**Instructions for the task:**
Which lines of the data hold the word "persist"? Copy all of them.

**Dataset entries:**
☆ ☆ ☆

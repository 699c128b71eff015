use thiserror::Error;

/// Static configuration rejected at startup.
#[derive(Debug, Clone, PartialEq, Error)]
pub enum ConfigError {
    #[error("weights must sum to 1.0, got {sum}")]
    WeightSum { sum: f64 },
    #[error("weight `{name}` must be finite and non-negative, got {weight}")]
    InvalidWeight { name: &'static str, weight: f64 },
    #[error("quality thresholds inverted or out of range: medium={medium}, high={high}")]
    InvertedThresholds { medium: f64, high: f64 },
    #[error("prefilter salary tolerance must be within 0..=1, got {0}")]
    SalaryTolerance(f64),
    #[error("invalid value for {key}: {value}")]
    InvalidEnv { key: &'static str, value: String },
}

#[derive(Debug, Clone, PartialEq, Error)]
pub enum StoreError {
    #[error("match store unavailable: {0}")]
    Unavailable(String),
    #[error("match store rejected result: {0}")]
    Rejected(String),
}

/// Failure of a single (candidate, vacancy) pair. Never aborts sibling pairs.
#[derive(Debug, Clone, PartialEq, Error)]
pub enum MatchError {
    #[error("{side} record has no id; cannot persist match")]
    MissingId { side: &'static str },
    #[error("failed to persist match: {0}")]
    Store(#[from] StoreError),
    #[error("match computation panicked: {0}")]
    Panicked(String),
    #[error("batch cancelled before this pair was scored")]
    Cancelled,
}

/// Batch-wide setup failure; no pair has been scored.
#[derive(Debug, Error)]
pub enum BatchError {
    #[error("max_concurrency must be at least 1")]
    ZeroConcurrency,
    #[error("failed to build worker pool: {0}")]
    Pool(#[from] rayon::ThreadPoolBuildError),
}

☆ ☆ ☆

**Result for this exercise:**
    #[error("{side} record has no id; cannot persist match")]
    #[error("failed to persist match: {0}")]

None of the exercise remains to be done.